Autism Awareness Week Conference: Guest Speaker 3: Jim Taylor
Jim Taylor is an independent autism consultant. He has worked extensively in schools, adapting the environment to be better for autistic people.
He was speaking on creating learning environments. This is something I know less about. He touched quite a lot on how perceptual differences will affect how appropriate an environment is to learning. He highlighted how accessibility strategies tend to focus on obvious physical disabilities, like installing ramps, and less on adaptation for invisible disabilities.
While he did reference more autists than the others had, there was still a lot of overlap. I was quite amused at the child who told him to be quiet because the sounds that a light was making were more interesting than he was. There was another example where he acknowledged the importance of differentiating what about something interests you, and what you are being asked for. Someone was demonstrating his sons incredible sense of smell, and he was fascinated by what the kid could smell, but the parent just wanted him to officially tell the school that the kid wasn’t being rude when they said the teacher smelt too bad in proximity.

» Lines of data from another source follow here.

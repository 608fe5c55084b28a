//! TOML configuration for signalsearcher.
//!
//! Every section has defaults, so an empty file (or no file at all) yields a
//! working setup that reads `data/signalsearcher.db`.

use std::num::NonZeroUsize;
use std::path::{Path, PathBuf};

use anyhow::{Context, Result};
use serde::{Deserialize, Serialize};
use tracing::{debug, info, warn};

use crate::detect::incident::DEFAULT_VIZ_BASE_URL;
use crate::report::ReportFormat;
use crate::sequencer::DEFAULT_QUEUE_CAPACITY;
use crate::storage::schema::DEFAULT_TABLE;

/// Environment variable naming a config file to load.
pub const CONFIG_ENV: &str = "SIGNALSEARCHER_CONFIG";

const SYSTEM_CONFIG_PATH: &str = "/etc/signalsearcher/signalsearcher.toml";

// ---------------------------------------------------------------------------
// Top-level config
// ---------------------------------------------------------------------------

#[derive(Debug, Clone, Default, Serialize, Deserialize)]
pub struct Config {
    #[serde(default)]
    pub source: SourceConfig,
    #[serde(default)]
    pub pipeline: PipelineConfig,
    #[serde(default)]
    pub report: ReportConfig,
    #[serde(default)]
    pub logging: LoggingConfig,
}

impl Config {
    /// Load configuration from a TOML file at `path`.
    pub fn load(path: &Path) -> Result<Self> {
        let content = std::fs::read_to_string(path)
            .with_context(|| format!("failed to read config file: {}", path.display()))?;
        let config: Self = toml::from_str(&content)
            .with_context(|| format!("failed to parse config file: {}", path.display()))?;
        config.validate()?;
        info!(path = %path.display(), "loaded configuration");
        Ok(config)
    }

    /// Try to load configuration from, in order:
    /// 1. The path in the `SIGNALSEARCHER_CONFIG` environment variable.
    /// 2. `/etc/signalsearcher/signalsearcher.toml`.
    /// 3. Compiled-in defaults.
    pub fn load_or_default() -> Self {
        if let Ok(env_path) = std::env::var(CONFIG_ENV) {
            let path = Path::new(&env_path);
            match Self::load(path) {
                Ok(cfg) => return cfg,
                Err(e) => {
                    warn!(
                        path = %path.display(),
                        error = %e,
                        "SIGNALSEARCHER_CONFIG set but file could not be loaded, trying fallback"
                    );
                }
            }
        }

        let system_path = Path::new(SYSTEM_CONFIG_PATH);
        if system_path.exists() {
            match Self::load(system_path) {
                Ok(cfg) => return cfg,
                Err(e) => {
                    warn!(
                        path = %system_path.display(),
                        error = %e,
                        "system config file exists but could not be loaded, using defaults"
                    );
                }
            }
        }

        debug!("no config file found, using compiled-in defaults");
        Self::default()
    }

    pub fn validate(&self) -> Result<()> {
        crate::storage::schema::check_table_name(&self.source.table)?;
        Ok(())
    }
}

// ---------------------------------------------------------------------------
// Sections
// ---------------------------------------------------------------------------

/// Where monthly rows are read from.
#[derive(Debug, Clone, Serialize, Deserialize)]
#[serde(default)]
pub struct SourceConfig {
    pub db_path: PathBuf,
    pub table: String,
}

impl Default for SourceConfig {
    fn default() -> Self {
        Self {
            db_path: PathBuf::from("data/signalsearcher.db"),
            table: DEFAULT_TABLE.to_string(),
        }
    }
}

#[derive(Debug, Clone, Serialize, Deserialize)]
#[serde(default)]
pub struct PipelineConfig {
    /// Completed series buffered between the reader and the analyser. Zero
    /// is refused when the file is parsed.
    pub queue_capacity: NonZeroUsize,
}

impl Default for PipelineConfig {
    fn default() -> Self {
        Self {
            queue_capacity: DEFAULT_QUEUE_CAPACITY,
        }
    }
}

#[derive(Debug, Clone, Serialize, Deserialize)]
#[serde(default)]
pub struct ReportConfig {
    pub viz_base_url: String,
    pub format: ReportFormat,
}

impl Default for ReportConfig {
    fn default() -> Self {
        Self {
            viz_base_url: DEFAULT_VIZ_BASE_URL.to_string(),
            format: ReportFormat::Csv,
        }
    }
}

#[derive(Debug, Clone, Serialize, Deserialize)]
#[serde(default)]
pub struct LoggingConfig {
    /// Minimum tracing level (`trace`, `debug`, `info`, `warn`, `error`).
    /// `RUST_LOG` wins when set.
    pub level: String,
    /// Emit logs as JSON lines.
    pub json: bool,
}

impl Default for LoggingConfig {
    fn default() -> Self {
        Self {
            level: "info".to_string(),
            json: false,
        }
    }
}

// ---------------------------------------------------------------------------
// Tests
// ---------------------------------------------------------------------------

A lot of his suggestions do sound helpful, but they only work in a world of perfect funding, and within special schools. He went to great lengths to emphasise that his examples are only examples, and they work for the autist he is talking about at the time, not for all autists. He also highlighted that it is important not to create a dependency on the perfect environment, but to promote independence. Sometimes the dependant rout is easier, and faster, but it does not last.
He finished with a point I’d like to share:
The goal is to create a classroom where autistic pupils feel safe in/want to escape TO/want to explore and work in.
Sometimes tolerable isn’t enough.
I did disagree with an earlier point, where he says that when considering making a difference, and making “all” the difference, he wants “all” the difference. I’d had the slides in advance and was actually expecting to hear the opposite. Do not be prevented from making positive steps because it doesn’t sort Everything. I don’t think the outsider can sort everything for someone else.